Eleven states are also considering bills that would ban gender-affirming care for transgender minors, even attacking puberty blockers, which must be taken before a person is an adult in order to be effective.

Arizona’s S.B. 1511 is one such bill. If the bill passes, any health care professional who prescribes puberty blockers to a transgender patient will be committing a class 2 felony with a recommended sentence of up to 12 and a half years in prison, just for prescribing medication to a patient that delays the permanent and life-altering changes that occur during puberty and has been shown to significantly reduce the risk of suicide attempts.

Bills have been introduced that would either ban transgender youth from getting gender-affirming care and punish doctors for providing that care in Alabama, Arizona, Indiana, Iowa, Mississippi, Missouri, Montana, New Hampshire, Oklahoma, Texas, and Utah.

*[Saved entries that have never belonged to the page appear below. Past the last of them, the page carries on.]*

use std::sync::Arc;

use tracing::info;

use crate::coordinator::DispatchError;
use crate::courier::registry::CourierRegistry;
use crate::metrics;
use crate::model::{FraudVerdict, Order, RiskLevel};

/// Fraud Risk Evaluator
///
/// Stateless wrapper around the provider adapters' risk lookup. The verdict
/// is advisory input to a human decision: it is never persisted and neither
/// the state machine nor the dispatch coordinator reads it. Only an explicit
/// "send anyway" from staff proceeds past a High verdict.
pub struct FraudEvaluator {
    registry: Arc<CourierRegistry>,
}

impl FraudEvaluator {
    pub fn new(registry: Arc<CourierRegistry>) -> Self {
        Self { registry }
    }

    pub async fn check(
        &self,
        order: &Order,
        provider_id: &str,
    ) -> Result<FraudVerdict, DispatchError> {
        let provider_id = provider_id.to_lowercase();
        let adapter = self
            .registry
            .get(&provider_id)
            .ok_or_else(|| DispatchError::ConfigurationMissing(provider_id.clone()))?;

        if order.phone.trim().is_empty() {
            return Err(DispatchError::MissingRequiredField("phone".to_string()));
        }

        metrics::inc_fraud_checks();
        let verdict = adapter.check_fraud_risk(order).await?;

        if verdict.level == RiskLevel::High {
            metrics::inc_fraud_high_risk();
        }

        info!(
            order_id = %order.order_id,
            provider = %provider_id,
            label = %verdict.risk_label,
            level = ?verdict.level,
            "Fraud check completed"
        );

        Ok(verdict)
    }
}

Montana’s bill already failed in the state’s house, but the others could still pass.

Additionally, the state of South Dakota is considering a ban on transgender people correcting the gender marker on their birth certificate, even though federal courts have already held that such bans are unconstitutional.

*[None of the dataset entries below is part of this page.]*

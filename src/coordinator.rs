/// Dispatch Coordinator
///
/// Orchestrates "send this order to courier X": precondition checks, the
/// provider call, and the four-field commit, with at-most-one successful
/// dispatch per (order, provider) pair.
///
/// Correctness rests on two checks rather than locks:
///   1. the idempotency guard, re-evaluated against a fresh read on every
///      attempt, and
///   2. the store's compare-and-swap commit, which refuses to land on top
///      of a concurrent edit.
///
/// On any failure the persisted order is byte-for-byte unchanged: nothing is
/// written until the provider call has succeeded, and then everything is
/// written at once.
use std::sync::Arc;
use std::time::{Duration, Instant};

use thiserror::Error;
use tokio::time::sleep;
use tracing::{info, warn};

use crate::courier::adapter::{CourierAdapter, CourierError};
use crate::courier::registry::CourierRegistry;
use crate::metrics;
use crate::model::Order;
use crate::state_machine::{self, InvalidTransition, OrderStatus};
use crate::store::{OrderStore, StoreError, VersionedOrder};

pub const DEFAULT_MAX_ATTEMPTS: u32 = 3;
pub const DEFAULT_RETRY_BACKOFF_MS: u64 = 250;

#[derive(Debug, Clone)]
pub struct CoordinatorConfig {
    /// Total attempts for transport-class failures, first try included.
    pub max_attempts: u32,
    /// Base backoff between attempts; grows linearly per attempt.
    pub retry_backoff_ms: u64,
}

impl Default for CoordinatorConfig {
    fn default() -> Self {
        Self {
            max_attempts: DEFAULT_MAX_ATTEMPTS,
            retry_backoff_ms: DEFAULT_RETRY_BACKOFF_MS,
        }
    }
}

/// The full error surface the admin shell sees. Every kind maps to a
/// distinct, actionable message; nothing escapes the coordinator as an
/// unstructured failure.
#[derive(Error, Debug)]
pub enum DispatchError {
    #[error("No courier provider configured for '{0}'")]
    ConfigurationMissing(String),
    #[error("Order is missing required field: {0}")]
    MissingRequiredField(String),
    #[error("Order already sent to {provider}, tracking id is {tracking_id}")]
    AlreadyDispatched {
        provider: String,
        tracking_id: String,
    },
    #[error(transparent)]
    InvalidTransition(#[from] InvalidTransition),
    #[error("Provider auth error: {0}")]
    ProviderAuth(String),
    #[error("Provider validation error: {0}")]
    ProviderValidation(String),
    #[error("Provider transport error: {0}")]
    ProviderTransport(String),
    #[error("Rejected by provider: {0}")]
    ProviderRejected(String),
    #[error("Order {0} changed elsewhere, reload before retrying")]
    StaleOrderState(String),
    #[error("Order not found: {0}")]
    OrderNotFound(String),
}

impl DispatchError {
    /// Stable machine-readable code for API payloads and logs.
    pub fn kind(&self) -> &'static str {
        match self {
            Self::ConfigurationMissing(_) => "configuration_missing",
            Self::MissingRequiredField(_) => "missing_required_field",
            Self::AlreadyDispatched { .. } => "already_dispatched",
            Self::InvalidTransition(_) => "invalid_transition",
            Self::ProviderAuth(_) => "provider_auth_error",
            Self::ProviderValidation(_) => "provider_validation_error",
            Self::ProviderTransport(_) => "provider_transport_error",
            Self::ProviderRejected(_) => "provider_rejected",
            Self::StaleOrderState(_) => "stale_order_state",
            Self::OrderNotFound(_) => "order_not_found",
        }
    }
}

impl From<CourierError> for DispatchError {
    fn from(err: CourierError) -> Self {
        match err {
            CourierError::Auth(msg) => DispatchError::ProviderAuth(msg),
            CourierError::Validation(msg) => DispatchError::ProviderValidation(msg),
            CourierError::Transport(msg) => DispatchError::ProviderTransport(msg),
            CourierError::Rejected(msg) => DispatchError::ProviderRejected(msg),
        }
    }
}

impl From<StoreError> for DispatchError {
    fn from(err: StoreError) -> Self {
        match err {
            StoreError::NotFound(id) | StoreError::Duplicate(id) => {
                DispatchError::OrderNotFound(id)
            }
            StoreError::StaleOrderState { order_id, .. } => {
                DispatchError::StaleOrderState(order_id)
            }
        }
    }
}

/// What a successful dispatch hands back to the caller.
#[derive(Debug, Clone)]
pub struct DispatchReceipt {
    pub order: Order,
    pub version: u64,
    pub provider: String,
    pub tracking_id: String,
    pub attempts: u32,
}

pub struct DispatchCoordinator {
    store: Arc<dyn OrderStore>,
    registry: Arc<CourierRegistry>,
    config: CoordinatorConfig,
}

impl DispatchCoordinator {
    pub fn new(
        store: Arc<dyn OrderStore>,
        registry: Arc<CourierRegistry>,
        config: Option<CoordinatorConfig>,
    ) -> Self {
        let config = config.unwrap_or_default();
        info!(
            max_attempts = config.max_attempts,
            retry_backoff_ms = config.retry_backoff_ms,
            "DispatchCoordinator initialized"
        );
        Self {
            store,
            registry,
            config,
        }
    }

    /// Send the order to the given provider. Transport failures retry up to
    /// the configured attempt budget; every other failure surfaces on the
    /// first occurrence.
    pub async fn send_to_courier(
        &self,
        order_id: &str,
        provider_id: &str,
    ) -> Result<DispatchReceipt, DispatchError> {
        let provider_id = provider_id.to_lowercase();
        let adapter = self
            .registry
            .get(&provider_id)
            .ok_or_else(|| DispatchError::ConfigurationMissing(provider_id.clone()))?;

        let mut attempt = 0;
        loop {
            attempt += 1;
            match self
                .dispatch_once(order_id, &provider_id, adapter.as_ref(), attempt)
                .await
            {
                Err(DispatchError::ProviderTransport(reason))
                    if attempt < self.config.max_attempts =>
                {
                    warn!(
                        order_id,
                        provider = %provider_id,
                        attempt,
                        reason = %reason,
                        "Transport failure, retrying dispatch"
                    );
                    metrics::inc_dispatch_retries();
                    sleep(Duration::from_millis(
                        self.config.retry_backoff_ms * attempt as u64,
                    ))
                    .await;
                }
                Err(err) => {
                    metrics::inc_dispatch_failures();
                    if matches!(err, DispatchError::StaleOrderState(_)) {
                        metrics::inc_stale_commits();
                    }
                    warn!(
                        order_id,
                        provider = %provider_id,
                        attempt,
                        kind = err.kind(),
                        "Dispatch failed: {}",
                        err
                    );
                    return Err(err);
                }
                Ok(receipt) => {
                    metrics::inc_dispatch_success();
                    info!(
                        order_id,
                        provider = %provider_id,
                        tracking_id = %receipt.tracking_id,
                        attempts = receipt.attempts,
                        "🚚 Order handed to courier"
                    );
                    return Ok(receipt);
                }
            }
        }
    }

    /// One dispatch attempt against a fresh read of the order. Preconditions
    /// are re-evaluated here every time so a retry observes concurrent
    /// writes, including a dispatch that landed from another session.
    async fn dispatch_once(
        &self,
        order_id: &str,
        provider_id: &str,
        adapter: &dyn CourierAdapter,
        attempt: u32,
    ) -> Result<DispatchReceipt, DispatchError> {
        let VersionedOrder { order, version } = self.store.get(order_id).await?;

        if order.phone.trim().is_empty() {
            return Err(DispatchError::MissingRequiredField("phone".to_string()));
        }

        // Idempotency guard: at most one successful dispatch per
        // (order, provider). Returns the existing tracking id.
        if let (Some(provider), Some(tracking_id)) = (&order.courier_provider, &order.tracking_id)
        {
            if provider == provider_id {
                metrics::inc_already_dispatched();
                return Err(DispatchError::AlreadyDispatched {
                    provider: provider.clone(),
                    tracking_id: tracking_id.clone(),
                });
            }
            // Provider switch: a consignment exists with another courier;
            // the new dispatch replaces provider, tracking id and meta as
            // one unit in the commit below.
            info!(
                order_id,
                from_provider = %provider,
                to_provider = %provider_id,
                "Provider switch requested"
            );
        }

        if order.status.is_terminal() {
            return Err(InvalidTransition {
                from: order.status,
                to: OrderStatus::SentToCourier,
                reason: format!("{} is a terminal status", order.status),
            }
            .into());
        }

        let started = Instant::now();
        let result = adapter.dispatch(&order).await?;
        metrics::observe_courier_latency(started.elapsed().as_secs_f64());

        // Tracking id, provider, meta and the status flip land as a single
        // snapshot; the CAS commit refuses to overwrite a concurrent edit.
        let next = state_machine::apply_courier_handoff(
            &order,
            provider_id,
            result.tracking_id.clone(),
            result.meta,
        )?;

        let committed = self.store.commit(next, version).await?;

        Ok(DispatchReceipt {
            order: committed.order,
            version: committed.version,
            provider: provider_id.to_string(),
            tracking_id: result.tracking_id,
            attempts: attempt,
        })
    }

    /// Manual staff transition through the state machine, committed with the
    /// same conflict detection as dispatch.
    pub async fn change_status(
        &self,
        order_id: &str,
        target: OrderStatus,
    ) -> Result<VersionedOrder, DispatchError> {
        let VersionedOrder { order, version } = self.store.get(order_id).await?;
        let next = state_machine::apply_transition(&order, target)?;
        let committed = self.store.commit(next, version).await?;
        Ok(committed)
    }

    /// Current persisted snapshot, for callers re-fetching after
    /// `StaleOrderState`.
    pub async fn fetch_order(&self, order_id: &str) -> Result<VersionedOrder, DispatchError> {
        Ok(self.store.get(order_id).await?)
    }
}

A bill that would require schools to out a transgender student to their parents if they ask a teacher to use the correct pronouns was introduced in Iowa. The bill even allows for schools to pass around “surveys” to ask students if they’re transgender and then report the information to parents.

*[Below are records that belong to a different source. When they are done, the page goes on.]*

use chrono::{DateTime, Utc};
use rust_decimal::Decimal;
use serde::{Deserialize, Serialize};

use crate::state_machine::OrderStatus;

/// Provider-specific consignment metadata returned at dispatch time.
///
/// Tagged by provider so each adapter owns its own payload shape instead of
/// dumping into a free-form map. Adding a courier means adding an arm here
/// and an adapter implementation, nothing else.
#[derive(Debug, Clone, Serialize, Deserialize, PartialEq)]
#[serde(tag = "provider", rename_all = "snake_case")]
pub enum CourierMeta {
    Steadfast {
        consignment_id: i64,
        tracking_code: String,
        consignment_status: String,
    },
    Pathao {
        consignment_id: String,
        delivery_fee: Decimal,
        order_status: String,
    },
}

impl CourierMeta {
    pub fn provider_id(&self) -> &'static str {
        match self {
            CourierMeta::Steadfast { .. } => "steadfast",
            CourierMeta::Pathao { .. } => "pathao",
        }
    }
}

/// The server-persisted order record. One writer per order, enforced by the
/// dispatch coordinator together with the store's version check.
///
/// Invariant: `tracking_id` is present iff `courier_provider` is present and
/// a dispatch to that provider succeeded at least once. Both are written in
/// the same commit, never separately.
#[derive(Debug, Clone, Serialize, Deserialize)]
pub struct Order {
    pub order_id: String,
    pub customer_name: String,
    pub phone: String,
    #[serde(default)]
    pub email: Option<String>,
    pub address: String,
    #[serde(default)]
    pub division: Option<String>,
    pub product_id: String,
    pub product_name: String,
    pub quantity: u32,
    pub amount: Decimal,
    #[serde(default)]
    pub delivery_charge: Decimal,
    pub status: OrderStatus,
    #[serde(default)]
    pub courier_provider: Option<String>,
    #[serde(default)]
    pub tracking_id: Option<String>,
    #[serde(default)]
    pub courier_meta: Option<CourierMeta>,
    #[serde(default)]
    pub note: Option<String>,
    pub created_at: DateTime<Utc>,
    pub updated_at: DateTime<Utc>,
}

impl Order {
    /// Fresh order as the storefront hands it over. Status starts at Pending;
    /// courier fields stay unset until the coordinator commits a dispatch.
    #[allow(clippy::too_many_arguments)]
    pub fn new(
        order_id: String,
        customer_name: String,
        phone: String,
        address: String,
        product_id: String,
        product_name: String,
        quantity: u32,
        amount: Decimal,
    ) -> Self {
        let now = Utc::now();
        Self {
            order_id,
            customer_name,
            phone,
            email: None,
            address,
            division: None,
            product_id,
            product_name,
            quantity,
            amount,
            delivery_charge: Decimal::ZERO,
            status: OrderStatus::Pending,
            courier_provider: None,
            tracking_id: None,
            courier_meta: None,
            note: None,
            created_at: now,
            updated_at: now,
        }
    }

    /// Amount the courier collects on delivery.
    pub fn cod_amount(&self) -> Decimal {
        self.amount + self.delivery_charge
    }

    pub fn is_dispatched_to(&self, provider_id: &str) -> bool {
        self.tracking_id.is_some() && self.courier_provider.as_deref() == Some(provider_id)
    }
}

/// Bucketed risk classification. Provider vocabularies are not stable, so
/// anything unrecognized lands in High rather than silently passing.
#[derive(Debug, Clone, Copy, PartialEq, Eq, Serialize, Deserialize)]
#[serde(rename_all = "SCREAMING_SNAKE_CASE")]
pub enum RiskLevel {
    Low,
    Medium,
    High,
}

impl RiskLevel {
    /// Keyword bucketing of a provider's free-text risk label.
    /// `pass|safe|low` -> Low, `review|medium|warn` -> Medium, else High.
    pub fn from_label(label: &str) -> Self {
        let label = label.to_lowercase();
        if ["pass", "safe", "low"].iter().any(|kw| label.contains(*kw)) {
            return RiskLevel::Low;
        }
        if ["review", "medium", "warn"]
            .iter()
            .any(|kw| label.contains(*kw))
        {
            return RiskLevel::Medium;
        }
        RiskLevel::High
    }
}

/// Advisory risk verdict for one dispatch attempt. Held by the caller for
/// the duration of the edit session and discarded; never persisted and never
/// consumed by the state machine or the coordinator.
#[derive(Debug, Clone, Serialize, Deserialize)]
pub struct FraudVerdict {
    pub provider: String,
    pub risk_label: String,
    pub level: RiskLevel,
    #[serde(default)]
    pub risk_score: Option<Decimal>,
    #[serde(default)]
    pub remarks: Option<String>,
    pub checked_at: DateTime<Utc>,
}

impl FraudVerdict {
    pub fn new(
        provider: &str,
        risk_label: String,
        risk_score: Option<Decimal>,
        remarks: Option<String>,
    ) -> Self {
        let level = RiskLevel::from_label(&risk_label);
        Self {
            provider: provider.to_string(),
            risk_label,
            level,
            risk_score,
            remarks,
            checked_at: Utc::now(),
        }
    }
}

#[cfg(test)]
mod tests {
    use super::*;
    use rust_decimal_macros::dec;

    fn sample_order() -> Order {
        let mut order = Order::new(
            "O1".to_string(),
            "Rahim Uddin".to_string(),
            "01712345678".to_string(),
            "House 12, Road 5, Dhanmondi".to_string(),
            "P-100".to_string(),
            "Cotton Panjabi".to_string(),
            2,
            dec!(1800),
        );
        order.delivery_charge = dec!(120);
        order
    }

    #[test]
    fn cod_amount_includes_delivery_charge() {
        let order = sample_order();
        assert_eq!(order.cod_amount(), dec!(1920));
    }

    #[test]
    fn fresh_order_has_no_courier_fields() {
        let order = sample_order();
        assert_eq!(order.status, OrderStatus::Pending);
        assert!(order.courier_provider.is_none());
        assert!(order.tracking_id.is_none());
        assert!(order.courier_meta.is_none());
        assert!(!order.is_dispatched_to("steadfast"));
    }

    #[test]
    fn courier_meta_serializes_with_provider_tag() {
        let meta = CourierMeta::Steadfast {
            consignment_id: 991,
            tracking_code: "TRK991".to_string(),
            consignment_status: "in_review".to_string(),
        };
        let json = serde_json::to_value(&meta).unwrap();
        assert_eq!(json["provider"], "steadfast");
        assert_eq!(json["consignment_id"], 991);
    }

    #[test]
    fn verdict_buckets_from_label() {
        let verdict = FraudVerdict::new("steadfast", "PASS".to_string(), None, None);
        assert_eq!(verdict.level, RiskLevel::Low);

        let verdict = FraudVerdict::new("pathao", "needs review".to_string(), None, None);
        assert_eq!(verdict.level, RiskLevel::Medium);

        let verdict = FraudVerdict::new("pathao", "???".to_string(), None, None);
        assert_eq!(verdict.level, RiskLevel::High);
    }
}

“This bill is a disgusting attempt at undermining the safe spaces in Iowa schools,” said Becky Ritland of Iowa Safe Schools. “By allowing this to move forward, the Iowa Legislature will be putting thousands of trans students at risk of abuse, neglect, and suicide.”

Alabama’s bill to ban transgender youth from accessing gender-affirming care would also require schools to out trans students to their parents.

Indiana is considering a bathroom bill that would make it a crime for someone to use a bathroom that doesn’t correspond to their sex assigned at birth or their “chromosomes.”

The bill even defines “female” as someone who “has at least one (1) X chromosome and no Y chromosome” and “male” as a person who “has at least one (1) X chromosome and at least one (1) Y chromosome.”

Despite the bill’s specificity about chromosomes, it does not provide funding for DNA tests to be performed at the entrances of public bathrooms.

LGBTQ Nation used Freedom for All Americans’ bill tracker to find states that are considering anti-transgender legislation, as well as local news articles found via Google. This means that there may be more states considering anti-transgender bills that are not included here, and lawmakers in other states may introduce more bills this year. Bills that were introduced in both chambers of a single state’s legislature were counted only once.

Additionally, Rep. Greg Steube (R-FL) introduced federal legislation last month in the House of Representatives that would threaten state education funding if transgender girls and women are allowed to compete in school sports as their gender.

Rep. Steube’s bill will probably not be brought up for a vote because Democrats control the House, and it would violate President Joe Biden’s interpretation of federal law that civil rights legislation that bans discrimination “because of sex” also bans anti-LGBTQ discrimination.

The bills being considered across the country in state legislatures may also face the same legal difficulties and could lead to lengthy legal battles. The Supreme Court decided last year in Bostock v. Clayton Co. that Title VII’s ban on job discrimination “because of sex” includes anti-LGBTQ discrimination, and the same reasoning could apply to Title IX’s ban on discrimination “based on sex” in education.

Whether or not these bills become law, they’re already hurting transgender youth.

“It’s very unsettling to transgender children who just want to live,” Angela Hale of Equality Texas told the Texas Tribune about her state’s proposed ban on transgender girls in school sports. “They don’t want to have to come down to the Capitol and testify every single legislative session just so that they can live and go about their daily lives.”